First lead–lead collisions

One of the LHC's first lead-ion collisions, as recorded by the ALICE detector.

The Large Hadron Collider smashed its first lead ions in 2010, on 7 November at around 12:30 a.m. CET.[13][14]

The first collisions in the center of the ALICE, ATLAS, and CMS detectors took place less than 72 hours after the LHC ended its first run of protons and switched to accelerating lead-ion beams. Each lead nucleus contains 82 protons, and the LHC accelerates each proton to an energy of 3.5 TeV, thus resulting in an energy of 287 TeV per beam, or a total collision energy of 574 TeV.

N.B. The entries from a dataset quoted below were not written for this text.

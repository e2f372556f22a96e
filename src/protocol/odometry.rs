//! Odometry line translation
//!
//! Turns one `o` line into everything downstream consumers need: a transform
//! update, a pose + twist record and the two synthetic range scans.
//!
//! # Field layout
//!
//! | Index | Field | Unit |
//! |-------|-------|------|
//! | 1, 2 | x, y | m |
//! | 3 | theta (odometry heading) | rad |
//! | 4 | theta (gyro heading, not used for pose) | rad |
//! | 5 | linear velocity | m/s |
//! | 6 | angular velocity | rad/s |
//! | 7..=18 | ping0, ir0, ..., ping5, ir5 | cm (integers) |
//!
//! Translation is all-or-nothing: the whole line is validated before any
//! output is built, so a bad sensor field never yields a half-published pose.

use super::line::SerialLine;
use super::range_scan::{synthesize, RangePair, SENSOR_PAIRS};
use crate::config::FrameConfig;
use crate::core::types::{Odometry, Pose2D, Quaternion, RangeScan, TransformStamped, Twist2D};

/// Fields an odometry line must carry (tag + 6 odometry + 12 sensor)
pub const ODOMETRY_LINE_FIELDS: usize = 19;

/// First sensor field index
const SENSOR_FIELDS_START: usize = 7;

/// Reason an odometry line was rejected
#[derive(Debug, Clone, PartialEq, thiserror::Error)]
pub enum OdometryError {
    #[error("odometry line has {actual} fields, expected at least {expected}")]
    TooFewFields { expected: usize, actual: usize },

    #[error("field {index} is not a valid number: {field:?}")]
    InvalidNumber { index: usize, field: String },
}

/// Everything produced from one odometry line
#[derive(Debug, Clone, PartialEq)]
pub struct OdometryReport {
    pub pose: Pose2D,
    pub orientation: Quaternion,
    pub twist: Twist2D,
    /// Gyro-based heading as reported; carried along, never fused into the pose
    pub heading_gyro: f64,
    pub transform: TransformStamped,
    pub odometry: Odometry,
    pub ultrasonic_scan: RangeScan,
    pub infrared_scan: RangeScan,
}

/// Converts odometry lines into pose, twist and scan records
#[derive(Debug, Clone)]
pub struct OdometryTranslator {
    frames: FrameConfig,
}

impl OdometryTranslator {
    pub fn new(frames: FrameConfig) -> Self {
        Self { frames }
    }

    /// Translate an `o` line stamped with `timestamp_us`
    pub fn translate(
        &self,
        line: &SerialLine<'_>,
        timestamp_us: u64,
    ) -> Result<OdometryReport, OdometryError> {
        if line.field_count() < ODOMETRY_LINE_FIELDS {
            return Err(OdometryError::TooFewFields {
                expected: ODOMETRY_LINE_FIELDS,
                actual: line.field_count(),
            });
        }

        let x = parse_float(line, 1)?;
        let y = parse_float(line, 2)?;
        let theta = parse_float(line, 3)?;
        let heading_gyro = parse_float(line, 4)?;
        let vx = parse_float(line, 5)?;
        let omega = parse_float(line, 6)?;

        let mut pairs = [RangePair::default(); SENSOR_PAIRS];
        for (pair, slot) in pairs.iter_mut().enumerate() {
            let ping_index = SENSOR_FIELDS_START + 2 * pair;
            *slot = RangePair::from_centimeters(
                parse_int(line, ping_index)?,
                parse_int(line, ping_index + 1)?,
            );
        }

        let pose = Pose2D::new(x, y, theta);
        let orientation = Quaternion::from_yaw(theta);
        let twist = Twist2D::new(vx, omega);
        let ranges = synthesize(&pairs);

        let transform = TransformStamped {
            timestamp_us,
            parent_frame: self.frames.odom.clone(),
            child_frame: self.frames.base_footprint.clone(),
            translation: [x, y, 0.0],
            rotation: orientation,
        };

        let odometry = Odometry {
            timestamp_us,
            frame_id: self.frames.odom.clone(),
            child_frame_id: self.frames.base_link.clone(),
            pose,
            position_z: 0.0,
            orientation,
            twist,
        };

        Ok(OdometryReport {
            pose,
            orientation,
            twist,
            heading_gyro,
            transform,
            odometry,
            ultrasonic_scan: RangeScan::new(
                &self.frames.ping_sensor_array,
                timestamp_us,
                ranges.ping,
            ),
            infrared_scan: RangeScan::new(
                &self.frames.ir_sensor_array,
                timestamp_us,
                ranges.infrared,
            ),
        })
    }
}

fn parse_float(line: &SerialLine<'_>, index: usize) -> Result<f64, OdometryError> {
    let field = line.field(index).unwrap_or_default();
    field
        .trim()
        .parse::<f64>()
        .map_err(|_| OdometryError::InvalidNumber {
            index,
            field: field.to_string(),
        })
}

fn parse_int(line: &SerialLine<'_>, index: usize) -> Result<i64, OdometryError> {
    let field = line.field(index).unwrap_or_default();
    field
        .trim()
        .parse::<i64>()
        .map_err(|_| OdometryError::InvalidNumber {
            index,
            field: field.to_string(),
        })
}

Up to 3,000 charged particles were emitted from each collision, shown here as lines radiating from the collision point. The colors of the lines indicate how much energy each particle carried away from the collision.

Proton–lead collisions at the LHC

Proton-Lead ion collision recorded by the ALICE Experiment on 13 September 2012 at a center of mass energy per colliding nucleon-nucleon pair of 5.02 TeV.

In 2013, the LHC collided protons with lead ions for the LHC's first physics beams of 2013.[15] The experiment was conducted by counter-rotating beams of protons and lead ions, and begun with centered orbits with different revolution frequencies, and then separately ramped to the accelerator's maximum collision energy.[16]

The first lead–proton run at the LHC lasted for one month and data help ALICE physicists to decouple the effects of the plasma from effects that stem from cold nuclear matter effects and shed more light on the study of the quark–gluon plasma.

In the case of lead–lead collisions, the configurations of the quarks and gluons that make up the protons and neutrons of the incoming lead nucleus can be somewhat different of those in the incoming protons. In order to study if part of the effects observed when comparing lead–lead and proton–proton collisions is due to this configuration difference rather than the formation of the plasma. Proton–lead collisions are an ideal tool for this study.

The ALICE detectors

A key design consideration of ALICE is the ability to study QCD and quark (de)confinement under these extreme conditions. This is done by using particles, created inside the hot volume as it expands and cools down, that live long enough to reach the sensitive detector layers situated around the interaction region. ALICE's physics programme relies on being able to identify all of them, i.e. to determine if they are electrons, photons, pions, etc. and to determine their charge. This involves making the most of the (sometimes slightly) different ways that particles interact with matter.[17]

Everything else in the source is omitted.